### [TASK TO CARRY OUT]
Hand back the entries below exactly.

### [SUPPLIED MATERIAL]
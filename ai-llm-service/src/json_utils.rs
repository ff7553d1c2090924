//! Tolerant parsing of JSON payloads out of raw model responses.
//!
//! Models asked for "JSON only" still wrap output in prose or code fences
//! often enough that every caller needs the same ladder: try the raw text,
//! then a fenced block, then the first bracketed span. Parsers here never
//! fail — an unparseable response degrades to an empty value.

use std::sync::LazyLock;

use regex::Regex;
use serde_json::{Map, Value};
use tracing::warn;

static FENCED: LazyLock<Regex> = LazyLock::new(|| {
    Regex::new(r"(?is)```(?:json)?\s*\n?(.*?)\n?```").expect("fenced-block pattern compiles")
});
static FIRST_ARRAY: LazyLock<Regex> =
    LazyLock::new(|| Regex::new(r"(?s)\[.*\]").expect("array pattern compiles"));
static FIRST_OBJECT: LazyLock<Regex> =
    LazyLock::new(|| Regex::new(r"(?s)\{.*\}").expect("object pattern compiles"));

fn head_of(text: &str) -> String {
    text.chars().take(200).collect()
}

fn candidates(text: &str, bracket: &Regex) -> Vec<String> {
    let mut out = vec![text.trim().to_string()];
    if let Some(caps) = FENCED.captures(text) {
        if let Some(inner) = caps.get(1) {
            out.push(inner.as_str().trim().to_string());
        }
    }
    if let Some(m) = bracket.find(text) {
        out.push(m.as_str().trim().to_string());
    }
    out
}

/// Extracts a JSON array of objects; anything unparseable yields `[]`.
pub fn parse_json_array(text: &str) -> Vec<Map<String, Value>> {
    if text.trim().is_empty() {
        return Vec::new();
    }
    for candidate in candidates(text, &FIRST_ARRAY) {
        if let Ok(Value::Array(items)) = serde_json::from_str::<Value>(&candidate) {
            return items
                .into_iter()
                .filter_map(|item| match item {
                    Value::Object(map) => Some(map),
                    _ => None,
                })
                .collect();
        }
    }
    warn!(
        head = %head_of(text),
        "unable to parse JSON array from LLM response"
    );
    Vec::new()
}

/// Extracts a JSON object; anything unparseable yields `{}`.
pub fn parse_json_object(text: &str) -> Map<String, Value> {
    if text.trim().is_empty() {
        return Map::new();
    }
    for candidate in candidates(text, &FIRST_OBJECT) {
        if let Ok(Value::Object(map)) = serde_json::from_str::<Value>(&candidate) {
            return map;
        }
    }
    warn!(
        head = %head_of(text),
        "unable to parse JSON object from LLM response"
    );
    Map::new()
}

#[cfg(test)]
mod tests {
    use super::*;

    #[test]
    fn parses_raw_array() {
        let rows = parse_json_array(r#"[{"risk_level":"high"}]"#);
        assert_eq!(rows.len(), 1);
        assert_eq!(rows[0]["risk_level"], "high");
    }

    #[test]
    fn parses_fenced_object() {
        let obj = parse_json_object("Sure!\n```json\n{\"result\": \"pass\"}\n```\nDone.");
        assert_eq!(obj["result"], "pass");
    }

    #[test]
    fn parses_first_bracketed_span() {
        let rows = parse_json_array("the risks are: [{\"a\":1}] as shown");
        assert_eq!(rows.len(), 1);
    }

    #[test]
    fn garbage_degrades_to_empty() {
        assert!(parse_json_array("no json here").is_empty());
        assert!(parse_json_object("").is_empty());
        // Non-object array members are dropped.
        assert!(parse_json_array("[1, 2, 3]").is_empty());
    }
}
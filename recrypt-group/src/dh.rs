//! Diffie-Hellman key agreement over a curve context.
//!
//! Both parties derive a scalar secret, publish `generator * secret`, and
//! combine their own secret with the other party's public point; the shared
//! secret is taken from the affine x-coordinate of the resulting point, as
//! in ECDH.
//!
//! ```
//! use rand_core::OsRng;
//! use recrypt_group::{diffie_hellman, CurveContext, Scalar};
//!
//! let ctx = CurveContext::<k256::Secp256k1>::new()?;
//!
//! let alice_secret = Scalar::random(&ctx, &mut OsRng)?;
//! let bob_secret = Scalar::random(&ctx, &mut OsRng)?;
//!
//! let alice_shared = diffie_hellman(&alice_secret, &bob_secret.to_point())?;
//! let bob_shared = diffie_hellman(&bob_secret, &alice_secret.to_point())?;
//!
//! assert_eq!(
//!     alice_shared.raw_secret_bytes(),
//!     bob_shared.raw_secret_bytes()
//! );
//! # Ok::<(), recrypt_group::Error>(())
//! ```

use elliptic_curve::{CurveArithmetic, FieldBytes};
use zeroize::Zeroize;

use crate::{GroupElement, Result, Scalar};

/// Shared secret value computed via Diffie-Hellman key agreement.
///
/// The secret bytes are wiped from memory on drop.
#[derive(Debug)]
pub struct SharedSecret<C: CurveArithmetic> {
    secret_bytes: FieldBytes<C>,
}

impl<C: CurveArithmetic> SharedSecret<C> {
    /// Returns the raw shared secret: the x-coordinate of the agreed curve
    /// point.
    ///
    /// Feed this through a key derivation function before using it as a
    /// symmetric key; the raw coordinate is not uniformly random.
    pub fn raw_secret_bytes(&self) -> &FieldBytes<C> {
        &self.secret_bytes
    }
}

impl<C: CurveArithmetic> Drop for SharedSecret<C> {
    fn drop(&mut self) {
        self.secret_bytes.as_mut_slice().zeroize()
    }
}

impl<C: CurveArithmetic> zeroize::ZeroizeOnDrop for SharedSecret<C> {}

/// Computes the shared secret `public * secret`.
///
/// Fails with [`crate::Error::CrossContextMismatch`] when the operands come
/// from different contexts, and with [`crate::Error::PointNotSet`] when the
/// agreed point is the identity (a degenerate public point or zero secret).
pub fn diffie_hellman<C>(
    secret: &Scalar<'_, C>,
    public: &GroupElement<'_, C>,
) -> Result<SharedSecret<C>>
where
    C: CurveArithmetic,
{
    let shared_point = public.mul(secret)?;
    let secret_bytes = shared_point.x_coordinate()?;

    Ok(SharedSecret { secret_bytes })
}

### [RESULT FOR THIS TASK]
filename ai-llm-service/src/json_utils.rs
repository ff7553d1c2090924
//! Tolerant parsing of JSON payloads out of raw model responses.
//!
//! Models asked for "JSON only" still wrap output in prose or code fences
//! often enough that every caller needs the same ladder: try the raw text,
//! then a fenced block, then the first bracketed span. Parsers here never
//! fail — an unparseable response degrades to an empty value.

use std::sync::LazyLock;

use regex::Regex;
use serde_json::{Map, Value};
use tracing::warn;

static FENCED: LazyLock<Regex> = LazyLock::new(|| {
    Regex::new(r"(?is)```(?:json)?\s*\n?(.*?)\n?```").expect("fenced-block pattern compiles")
});
static FIRST_ARRAY: LazyLock<Regex> =
    LazyLock::new(|| Regex::new(r"(?s)\[.*\]").expect("array pattern compiles"));
static FIRST_OBJECT: LazyLock<Regex> =
    LazyLock::new(|| Regex::new(r"(?s)\{.*\}").expect("object pattern compiles"));

fn head_of(text: &str) -> String {
    text.chars().take(200).collect()
}

fn candidates(text: &str, bracket: &Regex) -> Vec<String> {
    let mut out = vec![text.trim().to_string()];
    if let Some(caps) = FENCED.captures(text) {
        if let Some(inner) = caps.get(1) {
            out.push(inner.as_str().trim().to_string());
        }
    }
    if let Some(m) = bracket.find(text) {
        out.push(m.as_str().trim().to_string());
    }
    out
}

/// Extracts a JSON array of objects; anything unparseable yields `[]`.
pub fn parse_json_array(text: &str) -> Vec<Map<String, Value>> {
    if text.trim().is_empty() {
        return Vec::new();
    }
    for candidate in candidates(text, &FIRST_ARRAY) {
        if let Ok(Value::Array(items)) = serde_json::from_str::<Value>(&candidate) {
            return items
                .into_iter()
                .filter_map(|item| match item {
                    Value::Object(map) => Some(map),
                    _ => None,
                })
                .collect();
        }
    }
    warn!(
        head = %head_of(text),
        "unable to parse JSON array from LLM response"
    );
    Vec::new()
}

/// Extracts a JSON object; anything unparseable yields `{}`.
pub fn parse_json_object(text: &str) -> Map<String, Value> {
    if text.trim().is_empty() {
        return Map::new();
    }
    for candidate in candidates(text, &FIRST_OBJECT) {
        if let Ok(Value::Object(map)) = serde_json::from_str::<Value>(&candidate) {
            return map;
        }
    }
    warn!(
        head = %head_of(text),
        "unable to parse JSON object from LLM response"
    );
    Map::new()
}

#[cfg(test)]
mod tests {
    use super::*;

    #[test]
    fn parses_raw_array() {
        let rows = parse_json_array(r#"[{"risk_level":"high"}]"#);
        assert_eq!(rows.len(), 1);
        assert_eq!(rows[0]["risk_level"], "high");
    }

    #[test]
    fn parses_fenced_object() {
        let obj = parse_json_object("Sure!\n```json\n{\"result\": \"pass\"}\n```\nDone.");
        assert_eq!(obj["result"], "pass");
    }

    #[test]
    fn parses_first_bracketed_span() {
        let rows = parse_json_array("the risks are: [{\"a\":1}] as shown");
        assert_eq!(rows.len(), 1);
    }

    #[test]
    fn garbage_degrades_to_empty() {
        assert!(parse_json_array("no json here").is_empty());
        assert!(parse_json_object("").is_empty());
        // Non-object array members are dropped.
        assert!(parse_json_array("[1, 2, 3]").is_empty());
    }
}
filename recrypt-group/src/dh.rs
//! Diffie-Hellman key agreement over a curve context.
//!
//! Both parties derive a scalar secret, publish `generator * secret`, and
//! combine their own secret with the other party's public point; the shared
//! secret is taken from the affine x-coordinate of the resulting point, as
//! in ECDH.
//!
//! ```
//! use rand_core::OsRng;
//! use recrypt_group::{diffie_hellman, CurveContext, Scalar};
//!
//! let ctx = CurveContext::<k256::Secp256k1>::new()?;
//!
//! let alice_secret = Scalar::random(&ctx, &mut OsRng)?;
//! let bob_secret = Scalar::random(&ctx, &mut OsRng)?;
//!
//! let alice_shared = diffie_hellman(&alice_secret, &bob_secret.to_point())?;
//! let bob_shared = diffie_hellman(&bob_secret, &alice_secret.to_point())?;
//!
//! assert_eq!(
//!     alice_shared.raw_secret_bytes(),
//!     bob_shared.raw_secret_bytes()
//! );
//! # Ok::<(), recrypt_group::Error>(())
//! ```

use elliptic_curve::{CurveArithmetic, FieldBytes};
use zeroize::Zeroize;

use crate::{GroupElement, Result, Scalar};

/// Shared secret value computed via Diffie-Hellman key agreement.
///
/// The secret bytes are wiped from memory on drop.
#[derive(Debug)]
pub struct SharedSecret<C: CurveArithmetic> {
    secret_bytes: FieldBytes<C>,
}

impl<C: CurveArithmetic> SharedSecret<C> {
    /// Returns the raw shared secret: the x-coordinate of the agreed curve
    /// point.
    ///
    /// Feed this through a key derivation function before using it as a
    /// symmetric key; the raw coordinate is not uniformly random.
    pub fn raw_secret_bytes(&self) -> &FieldBytes<C> {
        &self.secret_bytes
    }
}

impl<C: CurveArithmetic> Drop for SharedSecret<C> {
    fn drop(&mut self) {
        self.secret_bytes.as_mut_slice().zeroize()
    }
}

impl<C: CurveArithmetic> zeroize::ZeroizeOnDrop for SharedSecret<C> {}

/// Computes the shared secret `public * secret`.
///
/// Fails with [`crate::Error::CrossContextMismatch`] when the operands come
/// from different contexts, and with [`crate::Error::PointNotSet`] when the
/// agreed point is the identity (a degenerate public point or zero secret).
pub fn diffie_hellman<C>(
    secret: &Scalar<'_, C>,
    public: &GroupElement<'_, C>,
) -> Result<SharedSecret<C>>
where
    C: CurveArithmetic,
{
    let shared_point = public.mul(secret)?;
    let secret_bytes = shared_point.x_coordinate()?;

    Ok(SharedSecret { secret_bytes })
}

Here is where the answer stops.